Can somebody explain what the /.rpmdb folder in the root directory is for? Which application creates it and is using it?

Best Answer

  • I can't say definitively what creates this directory, but it is likely that it is created either as a side effect of installing third-party Linux kernel drivers such as NVIDIA or VirtualBox using DKMS, or by some other unsupported installer script not provided by Ubuntu. This directory was most probably created as a side effect of an install process that happens to support both rpm-based and deb-based distributions. DKMS happens to be such an install script and can definitely create this directory under the right conditions. The directory can safely be deleted without harming your system, but it may be created again when updates are installed later. See bug #1069350 for an open bug report tracking this issue.

    That's the short answer, now some more detail.

    What is .rpmdb?

    As you may know, rpm is a software packaging format and set of tools for installing packages and maintaining the database of installed packages and their interdependencies. It is used by many distributions but not by Ubuntu and other deb-based distributions. Unfortunately for Ubuntu, however, any use of the rpm command requires a valid "rpmdb" database to exist or to be created.

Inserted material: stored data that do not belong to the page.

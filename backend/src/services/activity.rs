use serde_json::Value as JsonValue;

use automation_shared::NewActivity;

use crate::workflows::templates::{resolve_path, value_to_string};

/// Builder for generic activity-log rows written by automation actions
#[derive(Debug, Clone)]
pub struct ActivityEntryBuilder {
    username: Option<String>,
    display_name: Option<String>,
    action_type: String,
    message: Option<String>,
    target_path: Option<String>,
    details: Option<JsonValue>,
}

impl ActivityEntryBuilder {
    pub fn new(action_type: impl Into<String>) -> Self {
        Self {
            username: None,
            display_name: None,
            action_type: action_type.into(),
            message: None,
            target_path: None,
            details: None,
        }
    }

    pub fn user(mut self, username: Option<String>, display_name: Option<String>) -> Self {
        self.username = username;
        self.display_name = display_name;
        self
    }

    /// Pull actor and target fields from event data by convention.
    pub fn actor_from(self, data: &JsonValue) -> Self {
        let username = text_field(data, "username");
        let display_name = text_field(data, "display_name");
        let target = text_field(data, "target_path");
        self.user(username, display_name).target(target)
    }

    pub fn message(mut self, message: Option<String>) -> Self {
        self.message = message;
        self
    }

    pub fn target(mut self, target_path: Option<String>) -> Self {
        self.target_path = target_path;
        self
    }

    pub fn details_json(mut self, details: JsonValue) -> Self {
        self.details = Some(details);
        self
    }

    pub fn build(self) -> NewActivity {
        NewActivity {
            username: self.username,
            display_name: self.display_name,
            action_type: self.action_type,
            message: self.message,
            target_path: self.target_path,
            details: self.details,
        }
    }
}

fn text_field(data: &JsonValue, path: &str) -> Option<String> {
    match resolve_path(data, path)? {
        JsonValue::Null => None,
        JsonValue::String(s) if s.is_empty() => None,
        value => Some(value_to_string(value)),
    }
}
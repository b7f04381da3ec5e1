use std::sync::Arc;
use tracing_subscriber::{layer::SubscriberExt, util::SubscriberInitExt, EnvFilter};

use automation_backend::{
    build_router,
    config::{Config, StoreBackend},
    database,
    store::{AutomationStore, MemoryStore, PgAutomationStore},
    workflows::{AutomationEngine, EventDispatcher},
    AppState,
};

#[tokio::main]
async fn main() -> anyhow::Result<()> {
    dotenv::dotenv().ok();

    tracing_subscriber::registry()
        .with(EnvFilter::try_from_default_env().unwrap_or_else(|_| EnvFilter::new("info")))
        .with(tracing_subscriber::fmt::layer())
        .init();

    let config = Config::from_env()?;

    let (store, db_pool): (Arc<dyn AutomationStore>, Option<sqlx::PgPool>) = match config.store {
        StoreBackend::Postgres => {
            let pool = database::create_pool(&config.database_url).await?;
            database::migrate(&pool).await?;
            (Arc::new(PgAutomationStore::new(pool.clone())), Some(pool))
        }
        StoreBackend::Memory => {
            tracing::warn!("Using in-memory automation store; nothing is persisted");
            (Arc::new(MemoryStore::new()), None)
        }
    };

    let engine = AutomationEngine::new(Arc::clone(&store)).strict(config.strict_mode);
    if config.strict_mode {
        tracing::info!("Strict mode: unknown action types and operators will fail");
    }

    let mut state = AppState::new(store, EventDispatcher::new(engine));
    if let Some(pool) = db_pool {
        state = state.with_pool(pool);
    }

    let app = build_router(Arc::new(state));

    let listener = tokio::net::TcpListener::bind(&config.server_addr).await?;
    tracing::info!("Server running on {}", config.server_addr);

    axum::serve(listener, app).await?;

    Ok(())
}
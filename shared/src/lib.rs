use chrono::{DateTime, Utc};
use serde::{Deserialize, Serialize};
use std::fmt;
use std::str::FromStr;
use uuid::Uuid;

/// Business occurrences an automation rule can be attached to.
#[derive(Debug, Clone, Copy, PartialEq, Eq, Hash, Serialize, Deserialize)]
#[serde(rename_all = "snake_case")]
pub enum TriggerType {
    FileUploaded,
    ProjectStatusChanged,
    QuoteSigned,
    InvoiceOverdue,
    ClientComment,
    ApprovalStatusChanged,
    InvoicePaid,
    ProjectCreated,
    ClientCreated,
}

impl TriggerType {
    pub const ALL: [TriggerType; 9] = [
        Self::FileUploaded,
        Self::ProjectStatusChanged,
        Self::QuoteSigned,
        Self::InvoiceOverdue,
        Self::ClientComment,
        Self::ApprovalStatusChanged,
        Self::InvoicePaid,
        Self::ProjectCreated,
        Self::ClientCreated,
    ];

    pub fn as_str(&self) -> &'static str {
        match self {
            Self::FileUploaded => "file_uploaded",
            Self::ProjectStatusChanged => "project_status_changed",
            Self::QuoteSigned => "quote_signed",
            Self::InvoiceOverdue => "invoice_overdue",
            Self::ClientComment => "client_comment",
            Self::ApprovalStatusChanged => "approval_status_changed",
            Self::InvoicePaid => "invoice_paid",
            Self::ProjectCreated => "project_created",
            Self::ClientCreated => "client_created",
        }
    }
}

impl fmt::Display for TriggerType {
    fn fmt(&self, f: &mut fmt::Formatter<'_>) -> fmt::Result {
        f.write_str(self.as_str())
    }
}

#[derive(Debug, Clone, PartialEq, Eq)]
pub struct UnknownTrigger(pub String);

impl fmt::Display for UnknownTrigger {
    fn fmt(&self, f: &mut fmt::Formatter<'_>) -> fmt::Result {
        write!(f, "unknown trigger type '{}'", self.0)
    }
}

impl std::error::Error for UnknownTrigger {}

impl FromStr for TriggerType {
    type Err = UnknownTrigger;

    fn from_str(s: &str) -> Result<Self, Self::Err> {
        Self::ALL
            .into_iter()
            .find(|t| t.as_str() == s)
            .ok_or_else(|| UnknownTrigger(s.to_string()))
    }
}

/// Predicate operators. Names outside the known set are kept verbatim in
/// `Other` so stored rules still load and round-trip.
#[derive(Debug, Clone, PartialEq, Eq, Hash, Serialize, Deserialize)]
#[serde(from = "String", into = "String")]
pub enum ConditionOperator {
    Equals,
    NotEquals,
    Contains,
    StartsWith,
    GreaterThan,
    LessThan,
    IsEmpty,
    IsNotEmpty,
    Other(String),
}

impl ConditionOperator {
    pub fn as_str(&self) -> &str {
        match self {
            Self::Equals => "equals",
            Self::NotEquals => "not_equals",
            Self::Contains => "contains",
            Self::StartsWith => "starts_with",
            Self::GreaterThan => "greater_than",
            Self::LessThan => "less_than",
            Self::IsEmpty => "is_empty",
            Self::IsNotEmpty => "is_not_empty",
            Self::Other(name) => name,
        }
    }
}

impl From<String> for ConditionOperator {
    fn from(s: String) -> Self {
        match s.as_str() {
            "equals" => Self::Equals,
            "not_equals" => Self::NotEquals,
            "contains" => Self::Contains,
            "starts_with" => Self::StartsWith,
            "greater_than" => Self::GreaterThan,
            "less_than" => Self::LessThan,
            "is_empty" => Self::IsEmpty,
            "is_not_empty" => Self::IsNotEmpty,
            _ => Self::Other(s),
        }
    }
}

impl From<ConditionOperator> for String {
    fn from(op: ConditionOperator) -> Self {
        match op {
            ConditionOperator::Other(name) => name,
            known => known.as_str().to_string(),
        }
    }
}

/// Side effects a rule can run. Unrecognized names land in `Other`.
#[derive(Debug, Clone, PartialEq, Eq, Hash, Serialize, Deserialize)]
#[serde(from = "String", into = "String")]
pub enum ActionType {
    CreateNotification,
    ChangeProjectStatus,
    CreateInvoice,
    LogActivity,
    SendEmail,
    FireWebhook,
    Other(String),
}

impl ActionType {
    pub fn as_str(&self) -> &str {
        match self {
            Self::CreateNotification => "create_notification",
            Self::ChangeProjectStatus => "change_project_status",
            Self::CreateInvoice => "create_invoice",
            Self::LogActivity => "log_activity",
            Self::SendEmail => "send_email",
            Self::FireWebhook => "fire_webhook",
            Self::Other(name) => name,
        }
    }
}

impl From<String> for ActionType {
    fn from(s: String) -> Self {
        match s.as_str() {
            "create_notification" => Self::CreateNotification,
            "change_project_status" => Self::ChangeProjectStatus,
            "create_invoice" => Self::CreateInvoice,
            "log_activity" => Self::LogActivity,
            "send_email" => Self::SendEmail,
            "fire_webhook" => Self::FireWebhook,
            _ => Self::Other(s),
        }
    }
}

impl From<ActionType> for String {
    fn from(action_type: ActionType) -> Self {
        match action_type {
            ActionType::Other(name) => name,
            known => known.as_str().to_string(),
        }
    }
}

impl fmt::Display for ActionType {
    fn fmt(&self, f: &mut fmt::Formatter<'_>) -> fmt::Result {
        f.write_str(self.as_str())
    }
}

/// A single field/operator/value predicate. `field` is a dot path into the event data.
#[derive(Debug, Clone, PartialEq, Serialize, Deserialize)]
pub struct Condition {
    pub field: String,
    pub operator: ConditionOperator,
    #[serde(default)]
    pub value: serde_json::Value,
}

impl Condition {
    pub fn new(field: &str, operator: ConditionOperator, value: serde_json::Value) -> Self {
        Self {
            field: field.to_string(),
            operator,
            value,
        }
    }
}

#[derive(Debug, Clone, PartialEq, Serialize, Deserialize)]
pub struct Action {
    #[serde(rename = "type")]
    pub action_type: ActionType,
    #[serde(default)]
    pub config: serde_json::Map<String, serde_json::Value>,
}

impl Action {
    pub fn new(action_type: ActionType, config: serde_json::Value) -> Self {
        let config = match config {
            serde_json::Value::Object(map) => map,
            _ => serde_json::Map::new(),
        };
        Self { action_type, config }
    }
}

/// Rule as persisted. Conditions and actions stay raw JSON until the engine
/// prepares them, so a malformed row still loads and can be reported.
#[derive(Debug, Clone, Serialize, Deserialize)]
pub struct AutomationRule {
    pub id: Uuid,
    pub name: String,
    pub trigger: TriggerType,
    pub conditions: serde_json::Value,
    pub actions: serde_json::Value,
    pub enabled: bool,
    pub execution_count: i64,
    pub created_at: DateTime<Utc>,
    pub updated_at: Option<DateTime<Utc>>,
}

impl AutomationRule {
    pub fn parsed_conditions(&self) -> Result<Vec<Condition>, serde_json::Error> {
        match &self.conditions {
            serde_json::Value::Null => Ok(Vec::new()),
            raw => serde_json::from_value(raw.clone()),
        }
    }

    pub fn parsed_actions(&self) -> Result<Vec<Action>, serde_json::Error> {
        match &self.actions {
            serde_json::Value::Null => Ok(Vec::new()),
            raw => serde_json::from_value(raw.clone()),
        }
    }
}

/// Payload for creating or replacing a rule.
#[derive(Debug, Clone, Serialize, Deserialize)]
pub struct RuleInput {
    pub name: String,
    pub trigger: TriggerType,
    #[serde(default)]
    pub conditions: Vec<Condition>,
    #[serde(default)]
    pub actions: Vec<Action>,
    #[serde(default = "default_enabled")]
    pub enabled: bool,
}

fn default_enabled() -> bool {
    true
}

#[cfg_attr(feature = "sqlx", derive(sqlx::FromRow))]
#[derive(Debug, Clone, Serialize, Deserialize)]
pub struct Notification {
    pub id: Uuid,
    pub recipient: String,
    pub title: String,
    pub message: String,
    pub notification_type: String, // automation, info, warning
    pub link: Option<String>,
    pub read: bool,
    pub created_at: DateTime<Utc>,
}

#[derive(Debug, Clone, PartialEq, Serialize, Deserialize)]
pub struct NewNotification {
    pub recipient: String,
    pub title: String,
    pub message: String,
    pub notification_type: String,
    pub link: Option<String>,
}

/// Generic audit-log row shared by several action handlers.
#[cfg_attr(feature = "sqlx", derive(sqlx::FromRow))]
#[derive(Debug, Clone, Serialize, Deserialize)]
pub struct ActivityLog {
    pub id: Uuid,
    pub username: Option<String>,
    pub display_name: Option<String>,
    pub action_type: String,
    pub message: Option<String>,
    pub target_path: Option<String>,
    pub details: Option<serde_json::Value>,
    pub created_at: DateTime<Utc>,
}

#[derive(Debug, Clone, PartialEq, Serialize, Deserialize)]
pub struct NewActivity {
    pub username: Option<String>,
    pub display_name: Option<String>,
    pub action_type: String,
    pub message: Option<String>,
    pub target_path: Option<String>,
    pub details: Option<serde_json::Value>,
}

#[derive(Debug, Clone, Copy, PartialEq, Eq, Serialize, Deserialize)]
#[serde(rename_all = "snake_case")]
pub enum ExecutionStatus {
    Success,
    PartialFailure,
    Failed,
}

impl ExecutionStatus {
    pub fn as_str(&self) -> &'static str {
        match self {
            Self::Success => "success",
            Self::PartialFailure => "partial_failure",
            Self::Failed => "failed",
        }
    }
}

impl FromStr for ExecutionStatus {
    type Err = String;

    fn from_str(s: &str) -> Result<Self, Self::Err> {
        match s {
            "success" => Ok(Self::Success),
            "partial_failure" => Ok(Self::PartialFailure),
            "failed" => Ok(Self::Failed),
            other => Err(format!("unknown execution status '{}'", other)),
        }
    }
}

/// Outcome of one attempted action, in declared order.
#[derive(Debug, Clone, PartialEq, Serialize, Deserialize)]
pub struct ActionOutcome {
    pub action_type: String,
    pub success: bool,
    #[serde(default, skip_serializing_if = "Option::is_none")]
    pub error: Option<String>,
}

/// Audit record of one rule evaluated true for one event.
#[derive(Debug, Clone, Serialize, Deserialize)]
pub struct ExecutionLogEntry {
    pub id: Uuid,
    pub rule_id: Uuid,
    pub rule_name: String,
    pub trigger_type: String,
    pub event_data: serde_json::Value,
    pub actions_executed: Vec<ActionOutcome>,
    pub status: ExecutionStatus,
    pub error_message: Option<String>,
    pub executed_at: DateTime<Utc>,
}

    On rpm-based distributions this is not a problem because they have a system-wide rpmdb by definition. On Ubuntu systems, since there is no need for a system-wide rpm database, rpm is configured to use a database under each user's home directory, specifically $HOME/.rpmdb. This database is silently created as needed whenever rpm runs. Since it is in each user's home directory, there are no problems with shared permissions or requiring the database to be created by an administrator. Every user just gets their own private empty rpm database.

    Why would rpm be run at all on Ubuntu?

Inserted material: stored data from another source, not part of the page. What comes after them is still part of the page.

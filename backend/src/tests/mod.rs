
// Common test utilities and shared test setup
use std::sync::{Arc, Once};

use crate::store::{AutomationStore, MemoryStore};
use crate::workflows::{ActionRegistry, AutomationEngine, EventDispatcher};
use automation_shared::AutomationRule;
use fixtures::RuleFixture;

static INIT: Once = Once::new();

pub fn init_test_logging() {
    INIT.call_once(|| {
        tracing_subscriber::fmt()
            .with_test_writer()
            .with_env_filter("debug")
            .try_init()
            .ok();
    });
}

pub struct TestContext {
    pub store: Arc<MemoryStore>,
}

impl TestContext {
    pub fn new() -> Self {
        init_test_logging();
        Self {
            store: Arc::new(MemoryStore::new()),
        }
    }

    pub fn dyn_store(&self) -> Arc<dyn AutomationStore> {
        self.store.clone()
    }

    pub fn engine(&self) -> AutomationEngine {
        AutomationEngine::new(self.dyn_store())
    }

    pub fn engine_with(&self, registry: ActionRegistry) -> AutomationEngine {
        AutomationEngine::new(self.dyn_store()).with_registry(registry)
    }

    pub fn dispatcher_with(&self, registry: ActionRegistry) -> EventDispatcher {
        EventDispatcher::new(self.engine_with(registry))
    }

    pub fn add_rule(&self, fixture: RuleFixture) -> AutomationRule {
        let rule = fixture.build();
        self.store.insert_rule(rule.clone());
        rule
    }
}
pub mod activity;

pub use activity::ActivityEntryBuilder;
// Common test utilities that are shared across integration tests
#![allow(dead_code)]

use std::sync::{Arc, Once};
use std::time::Duration;

use automation_backend::{
    build_router,
    store::{AutomationStore, MemoryStore},
    workflows::{AutomationEngine, EventDispatcher},
    AppState,
};
use axum::{body::Body, http::Request, Router};
use serde_json::Value;
use tower::ServiceExt;

static INIT: Once = Once::new();

pub fn init_test_logging() {
    INIT.call_once(|| {
        tracing_subscriber::fmt()
            .with_test_writer()
            .with_env_filter("debug")
            .try_init()
            .ok();
    });
}

pub struct TestApp {
    pub store: Arc<MemoryStore>,
    pub router: Router,
}

impl TestApp {
    pub fn new() -> Self {
        init_test_logging();

        let store = Arc::new(MemoryStore::new());
        let dyn_store: Arc<dyn AutomationStore> = store.clone();
        let dispatcher = EventDispatcher::new(AutomationEngine::new(Arc::clone(&dyn_store)));
        let router = build_router(Arc::new(AppState::new(dyn_store, dispatcher)));

        Self { store, router }
    }

    pub async fn request(&self, method: &str, uri: &str, body: Option<Value>) -> (u16, Value) {
        let builder = Request::builder().method(method).uri(uri);
        let request = match body {
            Some(json) => builder
                .header("content-type", "application/json")
                .body(Body::from(json.to_string()))
                .unwrap(),
            None => builder.body(Body::empty()).unwrap(),
        };

        let response = self.router.clone().oneshot(request).await.unwrap();
        let status = response.status().as_u16();
        let bytes = axum::body::to_bytes(response.into_body(), usize::MAX).await.unwrap();
        let value = serde_json::from_slice(&bytes).unwrap_or(Value::Null);
        (status, value)
    }

    /// Poll until the background dispatch has written `count` execution logs.
    pub async fn wait_for_logs(&self, count: usize) -> bool {
        for _ in 0..200 {
            if self.store.execution_logs().len() >= count {
                return true;
            }
            tokio::time::sleep(Duration::from_millis(10)).await;
        }
        false
    }
}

    It turns out that some projects like to create install scripts that will work on any distribution, whether that distribution is rpm-based, deb-based, or neither. DKMS is one such project, it allows third-party drivers to be built for whatever Linux kernel a system happens to be running, and it is written to work across distributions. In part of its logic to determine which distribution it is running on and which kernel version is present, it executes an rpm command to query the database. As I explained earlier, this will silently create a .rpmdb directory if one does not already exist in the current user's home directory. The database query should fail, since Ubuntu is not an rpm-based distribution, and DKMS continues on.

    If you install any additional Linux kernel driver packages from Ubuntu such as VirtualBox, NVIDIA, ndiswrapper, or openswan, you are probably using DKMS to install those drivers for your kernel. This is typically done automatically when the driver is installed from the Ubuntu repositories. So any time either a kernel or driver update is installed, DKMS runs again to rebuild the driver for all available kernel versions. It has been shown that when those packages are updated, the /root/.rpmdb directory does in fact appear, which is in root's home directory since root is required to install updates.

    I don't know of any other specific third-party installation scripts that may also execute rpm commands as a way of detecting the distribution type, but it's certainly possible. For example, you may want to install LargeProprietaryProgram from Initech, and to do so you run an install.sh script as root. This script may try to query an rpm database to see if you're running an rpm-based distribution, and /root/.rpmdb is created again.

    So that explains why you may see /home/user/.rpmdb and /root/.rpmdb directories show up on your system. But why in the system root directory?

    Why is .rpmdb created in the root directory?

    The easiest explanation for this is that the $HOME environment variable is unset somehow in some process context that runs rpm. Let's use DKMS for the sake of argument because we definitively know it can run rpm commands. Because it typically runs when packages are installed or updated, it runs in the environment of whatever package manager you happen to use. If you use sudo apt-get to install packages, it will inherit a correct $HOME. If you use PackageKit, it may not have a $HOME variable at all. I am not sure what environment is provided by Synaptic or Ubuntu Software Center.

    So if DKMS is running in an environment that does not have a $HOME variable, and because of the way the rpm database was defined, an empty rpm database will be created in /.rpmdb instead of /root/.rpmdb. This has been fixed in the rpm package for Ubuntu in the 14.10 development version, so it should now create /root/.rpmdb even if $HOME is not defined.

    I hope this explains why there are directories called .rpmdb at all on an Ubuntu system, why they may get created seemingly automatically, and why one can be created in the root directory under the right set of conditions. It's nothing to worry about, there is nothing malicious in the existence of this directory, and it can simply be deleted if its presence is offensive to aesthetics or security scanners.